(Data items)
%%

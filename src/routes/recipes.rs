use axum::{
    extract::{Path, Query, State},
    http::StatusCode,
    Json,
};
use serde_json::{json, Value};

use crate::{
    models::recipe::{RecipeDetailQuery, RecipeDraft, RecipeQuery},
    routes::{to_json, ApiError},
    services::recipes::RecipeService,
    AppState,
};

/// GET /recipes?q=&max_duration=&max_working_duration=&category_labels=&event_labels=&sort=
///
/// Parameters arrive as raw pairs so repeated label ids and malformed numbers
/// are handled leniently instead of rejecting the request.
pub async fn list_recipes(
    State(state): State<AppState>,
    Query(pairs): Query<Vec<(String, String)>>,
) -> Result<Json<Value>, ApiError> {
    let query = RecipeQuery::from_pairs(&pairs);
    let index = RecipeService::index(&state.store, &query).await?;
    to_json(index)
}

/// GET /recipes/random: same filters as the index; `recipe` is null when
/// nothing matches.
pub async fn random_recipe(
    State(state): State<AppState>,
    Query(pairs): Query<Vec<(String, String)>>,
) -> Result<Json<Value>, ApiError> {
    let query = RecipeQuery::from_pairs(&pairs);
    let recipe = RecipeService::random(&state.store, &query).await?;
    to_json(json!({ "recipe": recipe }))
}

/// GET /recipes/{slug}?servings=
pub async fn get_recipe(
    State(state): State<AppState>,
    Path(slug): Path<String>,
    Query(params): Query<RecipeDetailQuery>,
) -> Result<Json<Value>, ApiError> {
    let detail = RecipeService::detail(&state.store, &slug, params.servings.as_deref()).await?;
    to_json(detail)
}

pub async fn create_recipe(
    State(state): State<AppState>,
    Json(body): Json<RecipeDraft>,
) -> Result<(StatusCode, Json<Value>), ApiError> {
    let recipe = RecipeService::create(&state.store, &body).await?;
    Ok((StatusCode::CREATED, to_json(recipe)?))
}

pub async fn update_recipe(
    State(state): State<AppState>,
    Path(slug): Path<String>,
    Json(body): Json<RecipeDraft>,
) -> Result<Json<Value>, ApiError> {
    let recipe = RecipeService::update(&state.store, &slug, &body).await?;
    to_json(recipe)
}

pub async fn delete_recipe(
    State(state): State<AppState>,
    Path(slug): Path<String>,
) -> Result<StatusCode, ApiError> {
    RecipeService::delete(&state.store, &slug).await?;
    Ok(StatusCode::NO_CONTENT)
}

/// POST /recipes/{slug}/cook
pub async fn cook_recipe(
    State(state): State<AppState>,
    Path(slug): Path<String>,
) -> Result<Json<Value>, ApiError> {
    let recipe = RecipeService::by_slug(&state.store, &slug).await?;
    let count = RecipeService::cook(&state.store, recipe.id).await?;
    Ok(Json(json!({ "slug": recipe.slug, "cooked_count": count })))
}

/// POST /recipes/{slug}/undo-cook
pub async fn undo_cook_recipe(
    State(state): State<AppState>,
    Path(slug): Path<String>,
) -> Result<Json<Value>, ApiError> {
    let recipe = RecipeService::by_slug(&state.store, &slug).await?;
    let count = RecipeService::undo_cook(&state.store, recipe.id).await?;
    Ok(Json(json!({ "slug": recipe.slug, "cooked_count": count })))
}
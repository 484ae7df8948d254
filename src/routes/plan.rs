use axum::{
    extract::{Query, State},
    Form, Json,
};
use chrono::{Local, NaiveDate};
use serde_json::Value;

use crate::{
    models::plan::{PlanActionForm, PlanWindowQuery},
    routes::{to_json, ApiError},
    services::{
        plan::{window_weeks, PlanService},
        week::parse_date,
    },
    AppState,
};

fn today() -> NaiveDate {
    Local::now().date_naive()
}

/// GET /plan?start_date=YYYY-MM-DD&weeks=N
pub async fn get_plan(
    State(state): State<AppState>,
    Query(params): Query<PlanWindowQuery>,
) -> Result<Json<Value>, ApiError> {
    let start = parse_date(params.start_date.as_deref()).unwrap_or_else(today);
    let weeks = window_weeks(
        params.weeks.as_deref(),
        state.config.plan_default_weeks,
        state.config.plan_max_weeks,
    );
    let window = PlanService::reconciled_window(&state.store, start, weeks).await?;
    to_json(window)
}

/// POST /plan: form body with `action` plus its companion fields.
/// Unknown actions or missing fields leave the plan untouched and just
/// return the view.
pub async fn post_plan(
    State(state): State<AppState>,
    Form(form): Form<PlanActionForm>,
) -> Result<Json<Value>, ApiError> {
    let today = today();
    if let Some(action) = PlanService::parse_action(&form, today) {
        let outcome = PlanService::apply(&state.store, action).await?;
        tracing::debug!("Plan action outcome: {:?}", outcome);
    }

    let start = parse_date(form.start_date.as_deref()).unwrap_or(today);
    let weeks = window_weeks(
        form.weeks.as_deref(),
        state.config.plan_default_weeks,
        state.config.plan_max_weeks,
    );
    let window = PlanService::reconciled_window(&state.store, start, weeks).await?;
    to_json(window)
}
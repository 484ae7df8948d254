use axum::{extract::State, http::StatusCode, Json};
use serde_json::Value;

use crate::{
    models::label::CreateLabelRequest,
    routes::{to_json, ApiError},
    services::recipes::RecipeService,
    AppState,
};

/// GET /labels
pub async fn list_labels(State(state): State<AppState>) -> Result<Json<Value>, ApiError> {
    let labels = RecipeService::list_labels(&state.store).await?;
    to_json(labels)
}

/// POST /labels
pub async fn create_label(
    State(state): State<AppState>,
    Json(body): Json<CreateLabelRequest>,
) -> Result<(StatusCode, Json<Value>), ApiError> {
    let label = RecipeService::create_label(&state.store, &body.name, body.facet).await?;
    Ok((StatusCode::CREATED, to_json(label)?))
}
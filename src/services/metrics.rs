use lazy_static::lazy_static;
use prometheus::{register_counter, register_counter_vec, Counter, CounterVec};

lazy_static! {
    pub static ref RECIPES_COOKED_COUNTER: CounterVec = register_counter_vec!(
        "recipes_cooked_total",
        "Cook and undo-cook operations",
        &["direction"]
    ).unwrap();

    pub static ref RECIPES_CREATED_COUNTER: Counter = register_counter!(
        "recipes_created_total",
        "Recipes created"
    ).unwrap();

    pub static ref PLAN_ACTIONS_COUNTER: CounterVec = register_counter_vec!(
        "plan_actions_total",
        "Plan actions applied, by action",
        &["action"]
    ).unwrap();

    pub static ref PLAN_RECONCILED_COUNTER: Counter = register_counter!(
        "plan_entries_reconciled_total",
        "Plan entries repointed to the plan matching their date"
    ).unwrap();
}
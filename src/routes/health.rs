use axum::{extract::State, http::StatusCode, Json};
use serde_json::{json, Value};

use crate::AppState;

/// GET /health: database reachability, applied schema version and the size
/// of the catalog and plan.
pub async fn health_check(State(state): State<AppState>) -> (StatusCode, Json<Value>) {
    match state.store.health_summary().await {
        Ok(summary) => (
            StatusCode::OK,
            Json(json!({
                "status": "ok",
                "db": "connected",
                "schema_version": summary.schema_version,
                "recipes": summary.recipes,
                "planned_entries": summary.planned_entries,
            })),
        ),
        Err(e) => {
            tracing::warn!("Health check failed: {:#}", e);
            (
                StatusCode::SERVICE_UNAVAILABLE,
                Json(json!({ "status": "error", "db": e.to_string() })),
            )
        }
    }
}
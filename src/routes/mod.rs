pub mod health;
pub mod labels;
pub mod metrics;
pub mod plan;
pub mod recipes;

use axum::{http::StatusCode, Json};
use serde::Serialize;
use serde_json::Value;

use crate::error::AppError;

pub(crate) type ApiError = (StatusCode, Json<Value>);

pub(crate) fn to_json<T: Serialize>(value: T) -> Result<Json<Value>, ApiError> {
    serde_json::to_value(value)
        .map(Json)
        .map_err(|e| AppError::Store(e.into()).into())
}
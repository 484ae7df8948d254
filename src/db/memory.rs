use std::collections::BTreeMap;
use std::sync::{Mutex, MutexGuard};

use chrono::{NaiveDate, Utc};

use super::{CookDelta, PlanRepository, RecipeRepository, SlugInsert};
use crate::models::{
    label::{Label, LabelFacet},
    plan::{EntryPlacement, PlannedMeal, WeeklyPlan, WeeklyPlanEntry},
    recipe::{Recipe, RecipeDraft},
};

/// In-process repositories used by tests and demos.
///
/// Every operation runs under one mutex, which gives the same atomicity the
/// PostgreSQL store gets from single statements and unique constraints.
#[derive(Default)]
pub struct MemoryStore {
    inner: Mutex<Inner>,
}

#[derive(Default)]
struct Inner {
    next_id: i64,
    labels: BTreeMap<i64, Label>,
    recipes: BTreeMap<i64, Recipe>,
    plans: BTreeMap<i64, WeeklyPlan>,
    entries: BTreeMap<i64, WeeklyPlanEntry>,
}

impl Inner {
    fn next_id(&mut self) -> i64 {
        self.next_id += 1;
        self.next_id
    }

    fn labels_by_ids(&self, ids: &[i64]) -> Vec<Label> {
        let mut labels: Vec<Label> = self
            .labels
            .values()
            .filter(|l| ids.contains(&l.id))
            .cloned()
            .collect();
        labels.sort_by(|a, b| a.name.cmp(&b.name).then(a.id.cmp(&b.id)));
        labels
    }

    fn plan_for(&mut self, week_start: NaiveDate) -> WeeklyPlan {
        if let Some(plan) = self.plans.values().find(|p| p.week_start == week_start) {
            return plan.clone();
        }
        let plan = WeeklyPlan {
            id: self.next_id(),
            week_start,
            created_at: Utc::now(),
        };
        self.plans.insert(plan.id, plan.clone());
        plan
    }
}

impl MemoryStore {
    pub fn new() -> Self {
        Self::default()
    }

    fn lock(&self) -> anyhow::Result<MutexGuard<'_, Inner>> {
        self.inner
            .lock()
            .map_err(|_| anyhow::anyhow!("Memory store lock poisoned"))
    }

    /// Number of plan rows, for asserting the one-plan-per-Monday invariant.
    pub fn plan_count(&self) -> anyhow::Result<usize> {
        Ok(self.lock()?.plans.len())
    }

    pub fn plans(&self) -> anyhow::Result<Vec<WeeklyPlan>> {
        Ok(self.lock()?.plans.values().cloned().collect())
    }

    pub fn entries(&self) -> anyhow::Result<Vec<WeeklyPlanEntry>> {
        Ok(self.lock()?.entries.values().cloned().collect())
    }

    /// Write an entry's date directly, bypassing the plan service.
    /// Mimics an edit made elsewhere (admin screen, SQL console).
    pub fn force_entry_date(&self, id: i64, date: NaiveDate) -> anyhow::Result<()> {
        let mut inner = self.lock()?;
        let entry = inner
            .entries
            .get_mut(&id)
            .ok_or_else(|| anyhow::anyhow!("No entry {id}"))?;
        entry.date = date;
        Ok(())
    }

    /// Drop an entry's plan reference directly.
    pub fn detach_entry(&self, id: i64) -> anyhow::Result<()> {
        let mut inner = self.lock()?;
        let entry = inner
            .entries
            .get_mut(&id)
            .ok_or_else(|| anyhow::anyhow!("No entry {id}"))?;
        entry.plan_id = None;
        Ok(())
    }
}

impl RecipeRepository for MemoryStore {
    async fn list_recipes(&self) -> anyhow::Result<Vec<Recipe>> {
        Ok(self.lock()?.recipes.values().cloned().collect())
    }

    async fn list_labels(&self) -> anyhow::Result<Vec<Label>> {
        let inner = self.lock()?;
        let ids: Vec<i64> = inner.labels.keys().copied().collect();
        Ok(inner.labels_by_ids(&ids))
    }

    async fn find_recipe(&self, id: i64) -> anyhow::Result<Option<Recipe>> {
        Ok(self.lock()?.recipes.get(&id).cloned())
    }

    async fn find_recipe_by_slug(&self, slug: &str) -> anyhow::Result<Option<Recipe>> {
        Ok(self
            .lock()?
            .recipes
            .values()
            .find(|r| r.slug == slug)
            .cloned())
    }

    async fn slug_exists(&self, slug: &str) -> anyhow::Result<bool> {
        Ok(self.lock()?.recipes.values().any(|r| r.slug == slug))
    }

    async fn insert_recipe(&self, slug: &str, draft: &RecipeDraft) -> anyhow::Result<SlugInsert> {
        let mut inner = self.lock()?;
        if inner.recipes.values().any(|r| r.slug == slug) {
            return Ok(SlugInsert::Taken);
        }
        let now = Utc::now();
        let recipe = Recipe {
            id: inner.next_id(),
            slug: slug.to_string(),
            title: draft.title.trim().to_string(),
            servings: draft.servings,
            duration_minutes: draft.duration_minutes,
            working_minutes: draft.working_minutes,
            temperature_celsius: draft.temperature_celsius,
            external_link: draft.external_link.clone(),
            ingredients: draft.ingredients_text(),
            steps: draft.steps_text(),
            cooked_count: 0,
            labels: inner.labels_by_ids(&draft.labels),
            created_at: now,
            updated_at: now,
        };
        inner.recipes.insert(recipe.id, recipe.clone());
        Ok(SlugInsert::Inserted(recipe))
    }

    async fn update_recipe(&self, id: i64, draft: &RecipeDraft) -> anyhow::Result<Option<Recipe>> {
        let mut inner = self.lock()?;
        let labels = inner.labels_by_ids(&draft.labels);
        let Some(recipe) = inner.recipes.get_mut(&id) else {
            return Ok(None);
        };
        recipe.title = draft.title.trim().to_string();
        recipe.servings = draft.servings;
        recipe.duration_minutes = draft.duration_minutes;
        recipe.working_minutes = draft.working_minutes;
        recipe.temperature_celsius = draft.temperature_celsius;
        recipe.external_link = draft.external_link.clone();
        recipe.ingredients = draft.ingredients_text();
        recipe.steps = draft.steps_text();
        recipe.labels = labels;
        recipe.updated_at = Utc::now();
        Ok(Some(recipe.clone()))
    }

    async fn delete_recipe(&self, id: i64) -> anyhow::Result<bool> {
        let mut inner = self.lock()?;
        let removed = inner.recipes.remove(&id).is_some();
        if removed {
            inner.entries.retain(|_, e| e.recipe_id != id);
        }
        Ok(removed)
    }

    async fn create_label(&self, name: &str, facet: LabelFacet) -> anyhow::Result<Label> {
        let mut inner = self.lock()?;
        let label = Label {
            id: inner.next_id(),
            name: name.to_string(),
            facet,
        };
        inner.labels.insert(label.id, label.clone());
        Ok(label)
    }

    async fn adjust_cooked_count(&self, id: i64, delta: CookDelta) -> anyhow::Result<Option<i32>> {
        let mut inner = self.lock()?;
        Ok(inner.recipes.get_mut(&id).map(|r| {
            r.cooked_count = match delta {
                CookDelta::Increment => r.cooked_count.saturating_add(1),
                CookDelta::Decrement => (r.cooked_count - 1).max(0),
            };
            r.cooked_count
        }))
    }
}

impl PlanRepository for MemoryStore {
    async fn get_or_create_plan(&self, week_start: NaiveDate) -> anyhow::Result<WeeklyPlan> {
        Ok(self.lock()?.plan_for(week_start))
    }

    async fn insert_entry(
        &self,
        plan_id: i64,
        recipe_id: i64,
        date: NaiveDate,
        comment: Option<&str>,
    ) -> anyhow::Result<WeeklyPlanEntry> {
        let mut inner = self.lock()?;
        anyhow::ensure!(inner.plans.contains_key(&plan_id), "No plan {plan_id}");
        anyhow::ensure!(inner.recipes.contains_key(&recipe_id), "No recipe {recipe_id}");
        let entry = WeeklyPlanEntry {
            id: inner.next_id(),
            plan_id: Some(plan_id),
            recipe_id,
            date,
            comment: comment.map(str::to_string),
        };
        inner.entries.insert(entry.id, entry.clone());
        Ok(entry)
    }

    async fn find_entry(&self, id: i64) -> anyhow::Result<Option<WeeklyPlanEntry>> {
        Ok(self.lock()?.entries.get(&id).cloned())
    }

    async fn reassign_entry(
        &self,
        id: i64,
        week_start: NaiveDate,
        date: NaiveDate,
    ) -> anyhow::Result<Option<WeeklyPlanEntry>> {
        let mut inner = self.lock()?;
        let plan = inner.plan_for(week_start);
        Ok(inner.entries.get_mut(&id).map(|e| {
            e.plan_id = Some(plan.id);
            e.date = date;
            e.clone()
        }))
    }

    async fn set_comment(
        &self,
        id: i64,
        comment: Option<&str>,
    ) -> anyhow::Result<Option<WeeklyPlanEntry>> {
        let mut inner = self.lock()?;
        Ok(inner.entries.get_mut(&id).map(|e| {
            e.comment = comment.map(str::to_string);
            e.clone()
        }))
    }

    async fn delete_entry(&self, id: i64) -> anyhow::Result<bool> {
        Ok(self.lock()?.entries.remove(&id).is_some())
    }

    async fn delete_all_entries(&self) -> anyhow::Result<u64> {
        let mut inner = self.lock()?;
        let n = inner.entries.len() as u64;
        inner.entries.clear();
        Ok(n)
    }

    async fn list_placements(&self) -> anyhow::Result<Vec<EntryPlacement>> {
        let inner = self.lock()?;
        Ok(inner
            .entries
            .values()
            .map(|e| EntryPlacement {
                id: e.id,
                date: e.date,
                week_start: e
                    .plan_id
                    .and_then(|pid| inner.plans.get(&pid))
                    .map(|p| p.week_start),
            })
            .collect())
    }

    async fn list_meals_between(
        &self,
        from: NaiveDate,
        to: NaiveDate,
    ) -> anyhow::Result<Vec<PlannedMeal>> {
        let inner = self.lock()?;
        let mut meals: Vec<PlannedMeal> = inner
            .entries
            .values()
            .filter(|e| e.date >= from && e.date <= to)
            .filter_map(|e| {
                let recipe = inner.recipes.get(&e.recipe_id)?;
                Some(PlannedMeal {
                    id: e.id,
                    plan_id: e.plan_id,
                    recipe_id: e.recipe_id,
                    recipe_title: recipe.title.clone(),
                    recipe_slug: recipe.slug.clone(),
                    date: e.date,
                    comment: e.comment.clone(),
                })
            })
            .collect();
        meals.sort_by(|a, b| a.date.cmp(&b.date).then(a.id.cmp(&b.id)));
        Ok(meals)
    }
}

%%

Tally the lines above containing "ingredients". Number only.

2